Another method of measuring the angular subtense of an object is by means of a stadimeter. This is an instrument, similar to a sextant, which is constructed so as to permit the user to read distance directly without having to resort to intermediate tables and computations. However, like the sextant, only one mirror is adjustable for the measurement. Because of the rather small angular subtense of most navigational objects (about one or two degrees at the most) this adjustment is extremely small and requires an accurate fine pitch screw which is somewhat costly. Also, most stadimeters are rather limited in range (3 to 5 miles) because their construction is based upon a flat earth. Any scaling to greater distances will result in significant errors due to the earth's curvature and atmospheric refraction.
The sextant, the available stadimeters and the instant invention all measure the angular substense of an object by the same method. This is accomplished by bringing into coincidence at the eye of the user the direct ray from one point (the base of the object or the visible horizon) and the double-reflected ray from the other point (the top of the object). The measured angular subtense is twice the angle between the two reflecting surfaces. In the case of the sextant and the available stadimeters, only one mirror is adjustable, the other being fixed. Here, the rotation of the single mirror is exactly half the angular subtense of the object. Since, in most cases, the object will subtend only one to two degrees or less, the adjustment of the mirror is quite small which requires high mechanical precision.
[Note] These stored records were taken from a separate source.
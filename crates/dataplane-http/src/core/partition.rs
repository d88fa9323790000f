/// Split `items` into consecutive groups of at most `size` elements.
///
/// A `size` of zero is treated as one.
pub fn partition<T>(items: Vec<T>, size: usize) -> Vec<Vec<T>> {
    let size = size.max(1);
    let mut groups = Vec::with_capacity(items.len().div_ceil(size));
    let mut current = Vec::with_capacity(size);
    for item in items {
        current.push(item);
        if current.len() == size {
            groups.push(std::mem::replace(&mut current, Vec::with_capacity(size)));
        }
    }
    if !current.is_empty() {
        groups.push(current);
    }
    groups
}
In the instant invention, the above is accomplished by means of a relatively simple device which is inexpensive and easily manufactured and accomplishes its objectives through movement of mirrors independent of one another with respect to one another. In this case, both mirrors are capable of rotation by means of a common adjustment mechanism. One mirror rotates a slight, but known amount greater than the other mirror. The eye sees two images, a direct and a double-reflected image. The object is then sighted through the instrument. The top of the object viewed through the double-reflected line of sight is made to coincide with the bottom of the object or the horizon viewed through the direct line of sight. This condition of conincidence is achieved by sliding the height adjustment mechanism back and forth as will be explained hereinafter. The mirror rotates through the angles alpha and beta, as which will be explained more fully hereinafter, until the resulting angle matches the angular subtense of the object. The distance of the object is then read directly from the distance scale.